Il capture également des lézards et tortues. Dans les
Alpes, les marmottes le connaissent bien et à son approche, donnent
l'alarme par un sifflement énergique.
Comportement
:
Généralement, on observe l'aigle royal quand il plane,
haut dans le ciel, les ailes légèrement relevées
en V, leur extrémité légèrement dressée
vers le haut et vers l'avant. Son vol est puissant ; il alterne souvent
6 ou 7 battements lents et assez amples, suivis de planés de
1 à 2 secondes. L'aigle royal s'observe isolément ou par
couples. Sa parade nuptiale est faite de chandelles, de piqués
et de chutes vertigineuses, les oiseaux se tenant par les serres, puis
reprenant leurs chandelles. Pour chasser, il fait des cercles en altitude,
guettant ses proies, ou bien explore à basse altitude les versants
de montagnes à faible hauteur pour les surprendre. Il peut aussi
guetter longuement d'un affût dominant. Les couples restent toute
l'année sur leur territoire de taille variable en fonction de
la topographie et de la richesse des proies.
Autrefois
on l'a souvent accusé de s'attaquer à l'homme et au
bétail. La première accusation a toujours été
infondée. Il n'est pas capable d'ailleurs de se saisir de proie
dont le poids excède 4 à 5 kg. Quant au bétail,
sa prédation se trouve limitée aux jeunes agneaux, proies
faciles mais très occasionnelles. Les dégâts ne
sont d'ailleurs pas considérables et se produisent généralement
aux dépens de bêtes malades ; il peut même à
l'occasion se contenter de charognes et doit aussi subir de longs
jeûnes en hiver.
Habitat
En Europe occidentale, l'aigle royal fréquente surtout les régions
montagneuses et les grandes forêts d'altitude, mais parfois aussi
en hiver les forêts et les champs en plaine. De nos jours en France,
la quasi-totalité des couples se reproduit dans les falaises
d'altitude. À l'origine, il fréquentait des milieux plus
largement ouverts avec de grands arbres. Dans d'autres régions,
on le rencontre encore dans les steppes, la toundra et la taïga,
les falaises littorales, les hauts plateaux.
Reproduction:
Période de nidification : de mars à mai.
Nombre de couvaisons : une ponte par an.
Nombre d'ufs : 2 ufs blanchâtres, généralement
tachés de brun.
Incubation : 43 à 45 jours, femelle (mâle).
Nid
: il se trouve dans une falaise escarpée ou sur un arbre.
Cette aire volumineuse, construite par le mâle et la femelle,
est habituellement utilisée pendant de nombreuses années
et est rechargée avec de nouveaux matériaux en novembre-décembre.

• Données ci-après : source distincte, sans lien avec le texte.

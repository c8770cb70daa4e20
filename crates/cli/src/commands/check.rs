// SPDX-License-Identifier: BUSL-1.1
// Copyright (c) 2026 Alfred Jean LLC

//! `sonde check <file>` - Assemble a program and summarize its functions

use crate::output::{self, OutputFormat};
use anyhow::Result;
use clap::Args;
use serde::Serialize;
use sonde_core::Program;
use std::fmt;
use std::path::PathBuf;

#[derive(Args)]
pub struct CheckArgs {
    /// Program file
    pub file: PathBuf,

    #[arg(long, value_enum, default_value_t)]
    pub format: OutputFormat,
}

#[derive(Debug, Serialize)]
pub struct FunctionSummary {
    pub name: String,
    pub arity: u8,
    pub locals: u16,
    pub instructions: usize,
    pub lines: usize,
}

impl fmt::Display for FunctionSummary {
    fn fmt(&self, f: &mut fmt::Formatter<'_>) -> fmt::Result {
        write!(
            f,
            "{:<16} arity={} locals={} instructions={} lines={}",
            self.name, self.arity, self.locals, self.instructions, self.lines
        )
    }
}

pub fn summarize(program: &Program) -> Vec<FunctionSummary> {
    program
        .units()
        .iter()
        .map(|unit| FunctionSummary {
            name: unit.name().to_string(),
            arity: unit.arity(),
            locals: unit.locals(),
            instructions: unit.len(),
            lines: (0..unit.len()).filter(|&i| unit.starts_line(i)).count(),
        })
        .collect()
}

pub fn check(args: CheckArgs) -> Result<()> {
    let program = super::load_program(&args.file)?;
    let summary = summarize(&program);
    output::print_list(&summary, args.format);
    if args.format == OutputFormat::Text {
        println!("ok: {} functions", summary.len());
    }
    Ok(())
}
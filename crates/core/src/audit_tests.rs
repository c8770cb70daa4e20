// SPDX-License-Identifier: BUSL-1.1
// Copyright (c) 2026 Alfred Jean LLC

use super::*;

#[test]
fn records_serialize_with_type_tag() {
    let record = AuditRecord::SetGlobalEvents {
        previous: EventSet::EMPTY,
        current: EventKind::Line | EventKind::Call,
    };
    let json = serde_json::to_value(&record).unwrap();
    assert_eq!(json["type"], "set_global_events");
    assert_eq!(json["current"], serde_json::json!(["call", "line"]));

    let back: AuditRecord = serde_json::from_value(json).unwrap();
    assert_eq!(back, record);
}

#[test]
fn names_are_namespaced() {
    let record = AuditRecord::RegisterCallback {
        kind: EventKind::Jump,
        replaced: false,
        installed: true,
    };
    assert_eq!(record.name(), "monitor.register_callback");
}

#[test]
fn fields_describe_the_change() {
    let record = AuditRecord::InsertMarker {
        unit: "fib".to_string(),
        unit_id: 3,
        offset: 4,
        marker: MarkerId(9),
        previous: Some(MarkerId(2)),
    };
    let fields = record.fields();
    assert!(fields.contains(&("unit", "fib".to_string())));
    assert!(fields.contains(&("marker", "9".to_string())));
    assert!(fields.contains(&("previous", "2".to_string())));
}

#[test]
fn legacy_hook_field_is_lowercase() {
    let record = AuditRecord::SetLegacyHook {
        hook: LegacyHookKind::Trace,
        installed: true,
    };
    assert!(record.fields().contains(&("hook", "trace".to_string())));
}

Le nid, constitué de branches garnies d'herbes et de laine, peut
devenir très gros s'il est utilisé longtemps.
Jeunes
: nidicoles. L'aiglon le plus faible, second-né en général,
meurt le plus souvent. Les deux parents s'occupent du nourrissage du
jeune restant.
Envol : 65 à 70 jours, Mâle, Femelle.
Plumage juvénile : trois ans et plus.
Première nidification : trois à cinq ans.
MORPHOLOGIE
:
Aspect
L'aigle royal est l'aigle le plus commun. Même s'il n'est pas
le plus grand de nos rapaces, sa silhouette massive se profilant dans
les paysages de montagne, est la plus imposante de toutes. La femelle
est plus grande que le mâle. Les adultes des deux sexes se ressemblent.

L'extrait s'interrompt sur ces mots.